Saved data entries
- Opening Delimiter -

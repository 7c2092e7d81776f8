//! The tool surface exposed to dialogue drivers.
//!
//! Tools are the only way a driver mutates session state. Calls arrive
//! with named JSON arguments; replies carry spoken text plus optional
//! control effects (handoff, end of session).

use async_trait::async_trait;
use serde::{Deserialize, Serialize};

use cameo_core::error::{CameoError, Result};
use cameo_core::fraud::VerificationFlow;
use cameo_core::persona::Handoff;
use cameo_core::session::Session;

/// One tool invocation from the driver.
#[derive(Debug, Clone, Serialize, Deserialize)]
pub struct ToolCall {
    pub name: String,
    /// Named arguments as a JSON object.
    #[serde(default)]
    pub args: serde_json::Value,
}

impl ToolCall {
    pub fn new(name: impl Into<String>, args: serde_json::Value) -> Self {
        Self {
            name: name.into(),
            args,
        }
    }
}

/// What a tool hands back to the conversation.
#[derive(Debug, Clone, PartialEq)]
pub struct ToolReply {
    /// Text for the agent to speak.
    pub text: String,
    /// Validated transfer to another persona, if the tool requested one.
    pub handoff: Option<Handoff>,
    /// True when the session should end after this reply.
    pub session_done: bool,
}

impl ToolReply {
    /// Plain spoken reply.
    pub fn say(text: impl Into<String>) -> Self {
        Self {
            text: text.into(),
            handoff: None,
            session_done: false,
        }
    }

    /// Reply that transfers the caller to another persona.
    pub fn with_handoff(text: impl Into<String>, handoff: Handoff) -> Self {
        Self {
            text: text.into(),
            handoff: Some(handoff),
            session_done: false,
        }
    }

    /// Reply that ends the session.
    pub fn closing(text: impl Into<String>) -> Self {
        Self {
            text: text.into(),
            handoff: None,
            session_done: true,
        }
    }
}

/// One named argument in a tool's advertised signature.
#[derive(Debug, Clone, Copy, PartialEq, Eq, Serialize)]
pub struct ParamSpec {
    pub name: &'static str,
    pub description: &'static str,
    pub required: bool,
}

impl ParamSpec {
    pub const fn required(name: &'static str, description: &'static str) -> Self {
        Self {
            name,
            description,
            required: true,
        }
    }

    pub const fn optional(name: &'static str, description: &'static str) -> Self {
        Self {
            name,
            description,
            required: false,
        }
    }
}

/// An advertised tool: what the driver may call and with which arguments.
#[derive(Debug, Clone, Copy, PartialEq, Eq, Serialize)]
pub struct ToolSpec {
    pub name: &'static str,
    pub description: &'static str,
    pub params: &'static [ParamSpec],
}

/// Mutable session pieces a tool may touch.
///
/// The context borrows from the runtime for the span of one call;
/// toolsets hold their read-side collaborators (catalogs, repositories)
/// themselves.
pub struct ToolContext<'a> {
    pub session: &'a mut Session,
    pub flow: &'a mut VerificationFlow,
}

/// A persona's tool implementations.
#[async_trait]
pub trait Toolset: Send + Sync {
    /// The advertised tool surface.
    fn specs(&self) -> &'static [ToolSpec];

    /// Executes one call. Lookup misses should come back as conversational
    /// replies; errors are for genuine failures (bad arguments, storage).
    async fn handle(&self, ctx: &mut ToolContext<'_>, call: &ToolCall) -> Result<ToolReply>;
}

/// Fails with the canonical unknown-tool error.
pub fn unknown_tool(toolset: &str, call: &ToolCall) -> CameoError {
    CameoError::invalid_argument(
        toolset,
        format!("no tool named '{}' here", call.name),
    )
}

/// Extracts a required string argument.
pub fn required_str<'c>(call: &'c ToolCall, key: &str) -> Result<&'c str> {
    optional_str(call, key)
        .ok_or_else(|| CameoError::invalid_argument(&call.name, format!("missing '{key}'")))
}

/// Extracts an optional string argument. Empty strings count as absent.
pub fn optional_str<'c>(call: &'c ToolCall, key: &str) -> Option<&'c str> {
    call.args
        .get(key)
        .and_then(|value| value.as_str())
        .map(str::trim)
        .filter(|s| !s.is_empty())
}

/// Extracts an optional positive integer, accepting numbers or numeric
/// strings (drivers are not consistent about which they send).
pub fn optional_u64(call: &ToolCall, key: &str) -> Result<Option<u64>> {
    let Some(value) = call.args.get(key) else {
        return Ok(None);
    };
    if value.is_null() {
        return Ok(None);
    }
    if let Some(n) = value.as_u64() {
        return Ok(Some(n));
    }
    if let Some(s) = value.as_str() {
        return s
            .trim()
            .parse::<u64>()
            .map(Some)
            .map_err(|_| CameoError::invalid_argument(&call.name, format!("'{key}' is not a number")));
    }
    Err(CameoError::invalid_argument(
        &call.name,
        format!("'{key}' is not a number"),
    ))
}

- Closing Delimiter -

Say, as a bare number, how many lines of the data hold the string "VerificationFlow".

2